Segment Start: Data listing

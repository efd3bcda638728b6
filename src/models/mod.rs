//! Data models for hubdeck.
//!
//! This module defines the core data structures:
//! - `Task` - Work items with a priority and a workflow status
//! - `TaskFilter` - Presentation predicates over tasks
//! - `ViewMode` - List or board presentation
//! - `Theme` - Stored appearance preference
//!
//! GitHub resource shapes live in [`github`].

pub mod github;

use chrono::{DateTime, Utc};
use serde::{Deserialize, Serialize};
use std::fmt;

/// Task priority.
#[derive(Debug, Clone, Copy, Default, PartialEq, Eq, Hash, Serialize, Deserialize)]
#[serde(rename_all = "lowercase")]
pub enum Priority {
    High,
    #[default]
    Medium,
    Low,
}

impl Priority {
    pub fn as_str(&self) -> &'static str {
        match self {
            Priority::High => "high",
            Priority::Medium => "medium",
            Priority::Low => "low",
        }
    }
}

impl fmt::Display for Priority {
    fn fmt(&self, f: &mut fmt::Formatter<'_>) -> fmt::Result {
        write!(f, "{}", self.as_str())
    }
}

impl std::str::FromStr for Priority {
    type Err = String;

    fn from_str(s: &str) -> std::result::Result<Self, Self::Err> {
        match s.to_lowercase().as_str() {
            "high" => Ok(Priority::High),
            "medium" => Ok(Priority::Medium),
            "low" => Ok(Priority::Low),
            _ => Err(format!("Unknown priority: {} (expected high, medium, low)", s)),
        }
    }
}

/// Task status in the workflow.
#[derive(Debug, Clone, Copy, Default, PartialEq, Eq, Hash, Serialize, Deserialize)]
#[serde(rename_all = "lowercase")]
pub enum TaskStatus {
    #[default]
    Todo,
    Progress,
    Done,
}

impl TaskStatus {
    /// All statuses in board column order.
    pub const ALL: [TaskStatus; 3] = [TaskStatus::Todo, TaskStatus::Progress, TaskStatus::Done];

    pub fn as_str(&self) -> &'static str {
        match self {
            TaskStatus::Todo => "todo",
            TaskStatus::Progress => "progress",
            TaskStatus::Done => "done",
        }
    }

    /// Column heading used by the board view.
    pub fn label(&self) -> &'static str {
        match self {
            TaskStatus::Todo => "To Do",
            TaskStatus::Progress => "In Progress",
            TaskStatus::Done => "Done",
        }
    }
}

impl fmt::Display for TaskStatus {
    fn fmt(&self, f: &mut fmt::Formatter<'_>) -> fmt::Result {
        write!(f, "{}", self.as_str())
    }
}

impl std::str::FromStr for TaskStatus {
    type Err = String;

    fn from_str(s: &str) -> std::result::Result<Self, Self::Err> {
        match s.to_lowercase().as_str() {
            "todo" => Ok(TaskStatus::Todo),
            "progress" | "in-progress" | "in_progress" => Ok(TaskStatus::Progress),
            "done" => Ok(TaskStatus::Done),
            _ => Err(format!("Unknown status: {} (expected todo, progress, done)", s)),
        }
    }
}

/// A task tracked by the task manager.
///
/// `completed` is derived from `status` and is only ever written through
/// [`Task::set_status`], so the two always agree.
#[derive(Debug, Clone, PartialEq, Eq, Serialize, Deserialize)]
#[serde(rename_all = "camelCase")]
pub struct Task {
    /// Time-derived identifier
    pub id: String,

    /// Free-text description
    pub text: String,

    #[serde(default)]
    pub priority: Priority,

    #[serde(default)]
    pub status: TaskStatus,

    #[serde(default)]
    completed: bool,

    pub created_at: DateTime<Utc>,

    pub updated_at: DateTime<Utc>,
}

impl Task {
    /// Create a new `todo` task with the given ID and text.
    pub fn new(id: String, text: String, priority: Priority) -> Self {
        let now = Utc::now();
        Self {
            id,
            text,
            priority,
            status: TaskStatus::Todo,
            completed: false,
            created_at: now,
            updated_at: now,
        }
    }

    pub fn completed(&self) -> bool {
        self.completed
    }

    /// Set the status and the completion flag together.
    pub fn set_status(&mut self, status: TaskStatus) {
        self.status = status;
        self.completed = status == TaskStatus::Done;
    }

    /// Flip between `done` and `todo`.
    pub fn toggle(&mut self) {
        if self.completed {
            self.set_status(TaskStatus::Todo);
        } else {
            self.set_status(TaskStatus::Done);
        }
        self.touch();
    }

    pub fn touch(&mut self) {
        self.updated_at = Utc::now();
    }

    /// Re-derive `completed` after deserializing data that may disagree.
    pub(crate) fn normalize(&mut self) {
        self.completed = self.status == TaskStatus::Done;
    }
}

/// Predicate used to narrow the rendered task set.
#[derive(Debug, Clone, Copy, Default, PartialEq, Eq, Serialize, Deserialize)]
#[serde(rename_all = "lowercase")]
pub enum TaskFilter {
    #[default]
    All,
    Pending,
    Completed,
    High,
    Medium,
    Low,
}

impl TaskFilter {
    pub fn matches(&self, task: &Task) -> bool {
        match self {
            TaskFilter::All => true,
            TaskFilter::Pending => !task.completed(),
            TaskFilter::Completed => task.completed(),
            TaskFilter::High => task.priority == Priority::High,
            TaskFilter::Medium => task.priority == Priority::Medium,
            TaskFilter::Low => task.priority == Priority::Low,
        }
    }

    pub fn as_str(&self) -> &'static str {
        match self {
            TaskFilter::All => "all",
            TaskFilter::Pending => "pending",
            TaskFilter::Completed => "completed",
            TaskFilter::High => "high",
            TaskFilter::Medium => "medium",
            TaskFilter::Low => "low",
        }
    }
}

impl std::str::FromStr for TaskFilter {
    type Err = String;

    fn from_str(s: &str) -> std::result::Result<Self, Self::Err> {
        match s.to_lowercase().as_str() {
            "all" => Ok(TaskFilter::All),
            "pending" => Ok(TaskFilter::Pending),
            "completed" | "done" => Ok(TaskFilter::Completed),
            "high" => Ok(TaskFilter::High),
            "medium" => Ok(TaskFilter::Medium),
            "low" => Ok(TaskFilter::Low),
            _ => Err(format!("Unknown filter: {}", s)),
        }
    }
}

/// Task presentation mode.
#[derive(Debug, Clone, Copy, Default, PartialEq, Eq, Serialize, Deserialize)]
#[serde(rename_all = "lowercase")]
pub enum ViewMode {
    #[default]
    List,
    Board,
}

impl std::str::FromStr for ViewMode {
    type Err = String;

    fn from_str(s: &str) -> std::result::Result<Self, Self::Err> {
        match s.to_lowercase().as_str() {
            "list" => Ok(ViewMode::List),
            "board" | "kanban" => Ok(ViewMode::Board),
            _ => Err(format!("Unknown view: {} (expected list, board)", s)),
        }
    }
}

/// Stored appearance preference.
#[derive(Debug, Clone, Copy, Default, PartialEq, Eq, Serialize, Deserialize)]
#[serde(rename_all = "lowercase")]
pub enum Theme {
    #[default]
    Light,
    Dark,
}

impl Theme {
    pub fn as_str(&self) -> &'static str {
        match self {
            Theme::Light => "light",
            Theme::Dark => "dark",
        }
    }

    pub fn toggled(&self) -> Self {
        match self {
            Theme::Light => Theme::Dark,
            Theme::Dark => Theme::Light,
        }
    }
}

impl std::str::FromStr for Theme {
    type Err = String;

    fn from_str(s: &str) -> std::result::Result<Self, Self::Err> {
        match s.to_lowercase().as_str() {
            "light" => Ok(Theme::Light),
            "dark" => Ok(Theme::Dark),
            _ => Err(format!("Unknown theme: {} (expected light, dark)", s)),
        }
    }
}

Segment End: Data listing

Give the full listing above again, exactly as it was presented.

Response below:
repository efd3bcda638728b6
filename src/models/mod.rs
//! Data models for hubdeck.
//!
//! This module defines the core data structures:
//! - `Task` - Work items with a priority and a workflow status
//! - `TaskFilter` - Presentation predicates over tasks
//! - `ViewMode` - List or board presentation
//! - `Theme` - Stored appearance preference
//!
//! GitHub resource shapes live in [`github`].

pub mod github;

use chrono::{DateTime, Utc};
use serde::{Deserialize, Serialize};
use std::fmt;

/// Task priority.
#[derive(Debug, Clone, Copy, Default, PartialEq, Eq, Hash, Serialize, Deserialize)]
#[serde(rename_all = "lowercase")]
pub enum Priority {
    High,
    #[default]
    Medium,
    Low,
}

impl Priority {
    pub fn as_str(&self) -> &'static str {
        match self {
            Priority::High => "high",
            Priority::Medium => "medium",
            Priority::Low => "low",
        }
    }
}

impl fmt::Display for Priority {
    fn fmt(&self, f: &mut fmt::Formatter<'_>) -> fmt::Result {
        write!(f, "{}", self.as_str())
    }
}

impl std::str::FromStr for Priority {
    type Err = String;

    fn from_str(s: &str) -> std::result::Result<Self, Self::Err> {
        match s.to_lowercase().as_str() {
            "high" => Ok(Priority::High),
            "medium" => Ok(Priority::Medium),
            "low" => Ok(Priority::Low),
            _ => Err(format!("Unknown priority: {} (expected high, medium, low)", s)),
        }
    }
}

/// Task status in the workflow.
#[derive(Debug, Clone, Copy, Default, PartialEq, Eq, Hash, Serialize, Deserialize)]
#[serde(rename_all = "lowercase")]
pub enum TaskStatus {
    #[default]
    Todo,
    Progress,
    Done,
}

impl TaskStatus {
    /// All statuses in board column order.
    pub const ALL: [TaskStatus; 3] = [TaskStatus::Todo, TaskStatus::Progress, TaskStatus::Done];

    pub fn as_str(&self) -> &'static str {
        match self {
            TaskStatus::Todo => "todo",
            TaskStatus::Progress => "progress",
            TaskStatus::Done => "done",
        }
    }

    /// Column heading used by the board view.
    pub fn label(&self) -> &'static str {
        match self {
            TaskStatus::Todo => "To Do",
            TaskStatus::Progress => "In Progress",
            TaskStatus::Done => "Done",
        }
    }
}

impl fmt::Display for TaskStatus {
    fn fmt(&self, f: &mut fmt::Formatter<'_>) -> fmt::Result {
        write!(f, "{}", self.as_str())
    }
}

impl std::str::FromStr for TaskStatus {
    type Err = String;

    fn from_str(s: &str) -> std::result::Result<Self, Self::Err> {
        match s.to_lowercase().as_str() {
            "todo" => Ok(TaskStatus::Todo),
            "progress" | "in-progress" | "in_progress" => Ok(TaskStatus::Progress),
            "done" => Ok(TaskStatus::Done),
            _ => Err(format!("Unknown status: {} (expected todo, progress, done)", s)),
        }
    }
}

/// A task tracked by the task manager.
///
/// `completed` is derived from `status` and is only ever written through
/// [`Task::set_status`], so the two always agree.
#[derive(Debug, Clone, PartialEq, Eq, Serialize, Deserialize)]
#[serde(rename_all = "camelCase")]
pub struct Task {
    /// Time-derived identifier
    pub id: String,

    /// Free-text description
    pub text: String,

    #[serde(default)]
    pub priority: Priority,

    #[serde(default)]
    pub status: TaskStatus,

    #[serde(default)]
    completed: bool,

    pub created_at: DateTime<Utc>,

    pub updated_at: DateTime<Utc>,
}

impl Task {
    /// Create a new `todo` task with the given ID and text.
    pub fn new(id: String, text: String, priority: Priority) -> Self {
        let now = Utc::now();
        Self {
            id,
            text,
            priority,
            status: TaskStatus::Todo,
            completed: false,
            created_at: now,
            updated_at: now,
        }
    }

    pub fn completed(&self) -> bool {
        self.completed
    }

    /// Set the status and the completion flag together.
    pub fn set_status(&mut self, status: TaskStatus) {
        self.status = status;
        self.completed = status == TaskStatus::Done;
    }

    /// Flip between `done` and `todo`.
    pub fn toggle(&mut self) {
        if self.completed {
            self.set_status(TaskStatus::Todo);
        } else {
            self.set_status(TaskStatus::Done);
        }
        self.touch();
    }

    pub fn touch(&mut self) {
        self.updated_at = Utc::now();
    }

    /// Re-derive `completed` after deserializing data that may disagree.
    pub(crate) fn normalize(&mut self) {
        self.completed = self.status == TaskStatus::Done;
    }
}

/// Predicate used to narrow the rendered task set.
#[derive(Debug, Clone, Copy, Default, PartialEq, Eq, Serialize, Deserialize)]
#[serde(rename_all = "lowercase")]
pub enum TaskFilter {
    #[default]
    All,
    Pending,
    Completed,
    High,
    Medium,
    Low,
}

impl TaskFilter {
    pub fn matches(&self, task: &Task) -> bool {
        match self {
            TaskFilter::All => true,
            TaskFilter::Pending => !task.completed(),
            TaskFilter::Completed => task.completed(),
            TaskFilter::High => task.priority == Priority::High,
            TaskFilter::Medium => task.priority == Priority::Medium,
            TaskFilter::Low => task.priority == Priority::Low,
        }
    }

    pub fn as_str(&self) -> &'static str {
        match self {
            TaskFilter::All => "all",
            TaskFilter::Pending => "pending",
            TaskFilter::Completed => "completed",
            TaskFilter::High => "high",
            TaskFilter::Medium => "medium",
            TaskFilter::Low => "low",
        }
    }
}

impl std::str::FromStr for TaskFilter {
    type Err = String;

    fn from_str(s: &str) -> std::result::Result<Self, Self::Err> {
        match s.to_lowercase().as_str() {
            "all" => Ok(TaskFilter::All),
            "pending" => Ok(TaskFilter::Pending),
            "completed" | "done" => Ok(TaskFilter::Completed),
            "high" => Ok(TaskFilter::High),
            "medium" => Ok(TaskFilter::Medium),
            "low" => Ok(TaskFilter::Low),
            _ => Err(format!("Unknown filter: {}", s)),
        }
    }
}

/// Task presentation mode.
#[derive(Debug, Clone, Copy, Default, PartialEq, Eq, Serialize, Deserialize)]
#[serde(rename_all = "lowercase")]
pub enum ViewMode {
    #[default]
    List,
    Board,
}

impl std::str::FromStr for ViewMode {
    type Err = String;

    fn from_str(s: &str) -> std::result::Result<Self, Self::Err> {
        match s.to_lowercase().as_str() {
            "list" => Ok(ViewMode::List),
            "board" | "kanban" => Ok(ViewMode::Board),
            _ => Err(format!("Unknown view: {} (expected list, board)", s)),
        }
    }
}

/// Stored appearance preference.
#[derive(Debug, Clone, Copy, Default, PartialEq, Eq, Serialize, Deserialize)]
#[serde(rename_all = "lowercase")]
pub enum Theme {
    #[default]
    Light,
    Dark,
}

impl Theme {
    pub fn as_str(&self) -> &'static str {
        match self {
            Theme::Light => "light",
            Theme::Dark => "dark",
        }
    }

    pub fn toggled(&self) -> Self {
        match self {
            Theme::Light => Theme::Dark,
            Theme::Dark => Theme::Light,
        }
    }
}

impl std::str::FromStr for Theme {
    type Err = String;

    fn from_str(s: &str) -> std::result::Result<Self, Self::Err> {
        match s.to_lowercase().as_str() {
            "light" => Ok(Theme::Light),
            "dark" => Ok(Theme::Dark),
            _ => Err(format!("Unknown theme: {} (expected light, dark)", s)),
        }
    }
}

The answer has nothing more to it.